Remembering everything is a remarkable challenge.  One reason is that there's so much to remember.  Another is that the workplace is so dynamic, with patients' health statuses changing from moment to moment in today's health care system in which inpatients are sicker than ever.  On top of this is frequent interruption.  Often even the interruptions are interrupted.  One easily forgets to complete the original task.  To reduce medication errors, Kaiser now has a policy that requires nurses to wear a yellow sash when passing meds, to tell other clinicians that these nurses are not to be interrupted.  Many nursing procedures demand follow-up such as checking, half an hour after administering it, that a pain med is effective.  Another example is paging a physician or the pharmacy with a question and remembering to follow-up if they don't call back.  Another example is remembering to turn your unconscious patient in their bed every couple of hours so that painful and expensive pressure ulcers don't develop.

These examples and many more comprise the cognitive burden of nursing.  NASA has made extensive studies of the cognitive burdens of spacecraft piloting.  When the mental load is excessive, pilots make mistakes.  Control panels and workflow receive great design effort to make sure this doesn't happen.  Nursing deserves no less.  It, too, deserves tools to support those busy brains.

The cognitive burden is a big obstacle.  To overcome it, we devise tools -- for example, those paper "brains" we carry in our pockets to jot and consult.  We are clever, for example using colored pens so that a notation in red reminds us that an IV med is due.  They help us remember things, but they are rudimentary and inflexible.

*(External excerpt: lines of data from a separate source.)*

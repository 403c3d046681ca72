//! Static dispatch from [`ProviderKind`] to its [`Adapter`] implementation.

use floww_postgres::types::ProviderKind;

use crate::adapter::Adapter;
use crate::providers::{builtin, discord, github, gitlab, google_calendar, jira, kvstore, slack};

/// Returns the adapter for a provider type.
///
/// Every variant of [`ProviderKind`] has exactly one adapter; this is a
/// total function, not a lookup that can fail.
pub fn adapter_for(kind: ProviderKind) -> &'static dyn Adapter {
    match kind {
        ProviderKind::Gitlab => &gitlab::GitlabAdapter,
        ProviderKind::Slack => &slack::SlackAdapter,
        ProviderKind::Discord => &discord::DiscordAdapter,
        ProviderKind::Github => &github::GithubAdapter,
        ProviderKind::Jira => &jira::JiraAdapter,
        ProviderKind::GoogleCalendar => &google_calendar::GoogleCalendarAdapter,
        ProviderKind::Builtin => &builtin::BuiltinAdapter,
        ProviderKind::Kvstore => &kvstore::KvstoreAdapter,
    }
}

#[cfg(test)]
mod tests {
    use super::*;
    use strum::IntoEnumIterator;

    #[test]
    fn every_provider_kind_resolves_to_its_own_adapter() {
        for kind in ProviderKind::iter() {
            assert_eq!(adapter_for(kind).kind(), kind);
        }
    }
}
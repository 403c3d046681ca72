//! Middleware for `axum::Router` and HTTP request processing.
//!
//! # Middleware ordering
//!
//! Axum applies layers in reverse order: the last layer added wraps the
//! outermost request handling. From outermost to innermost:
//!
//! 1. **Recovery** - catches panics and enforces request timeouts, so every
//!    error below this layer is converted to the HTTP-facing [`Error`].
//! 2. **Observability** - assigns a request ID and opens a tracing span
//!    early, so everything below is instrumented.
//! 3. **Security** - CORS, security headers, and body size limits, applied
//!    before any handler sees the request.
//!
//! ```ignore
//! Router::new()
//!     .with_default_security()
//!     .with_observability()
//!     .with_default_recovery()
//! ```
//!
//! [`Error`]: crate::error::Error

mod observability;
mod recovery;
mod security;

pub use observability::{DefaultRequestIdMaker, RouterObservabilityExt};
pub use recovery::{RecoveryConfig, RouterRecoveryExt};
pub use security::{CorsConfig, DEFAULT_MAX_BODY_SIZE, FrameOptions, ReferrerPolicy, RouterSecurityExt, SecurityHeadersConfig};
//! Commonly used items from floww-core.
//!
//! This prelude module exports the most commonly used types to simplify
//! imports in consuming crates.

pub use crate::error::{Error, ErrorKind, Result};
pub use crate::health::{ServiceHealth, ServiceStatus};
pub use crate::owner::Owner;
pub use crate::timing::Timing;

#[cfg(feature = "encryption")]
pub use crate::crypto::{EncryptionKey, decrypt, decrypt_json, encrypt, encrypt_json};
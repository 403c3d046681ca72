//! Cryptographic utilities for secure data handling.
//!
//! This module provides encryption and decryption utilities using XChaCha20-Poly1305,
//! a modern AEAD cipher suitable for encrypting sensitive data at rest.
//!
//! # Features
//!
//! This module requires the `encryption` feature to be enabled.
//!
//! # Example
//!
//! ```rust,ignore
//! use floww_core::crypto::{EncryptionKey, encrypt, decrypt};
//!
//! // Generate a new random key
//! let key = EncryptionKey::generate();
//!
//! // Encrypt some data
//! let plaintext = b"sensitive credentials";
//! let ciphertext = encrypt(&key, plaintext)?;
//!
//! // Decrypt the data
//! let decrypted = decrypt(&key, &ciphertext)?;
//! assert_eq!(plaintext, decrypted.as_slice());
//! ```

mod cipher;
mod error;
mod key;

pub use cipher::{decrypt, decrypt_json, encrypt, encrypt_json};
pub use error::{CryptoError, CryptoResult};
pub use key::EncryptionKey;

Electronic tools offer the promise of speedier access, and built-in "knowledge" of nursing processes.  For example, it is easy to program a "smart" alarm clock to ring every couple of hours as a reminder to turn that bed-bound patient.  Generalizing this concept yields a to-do list with timings;  it knows not only what must be done but when.

When you can proceed with confidence that nothing's being forgotten, you can relax and be present.  And when you're fully present, your patients get the best care and you are the best nurse you can be.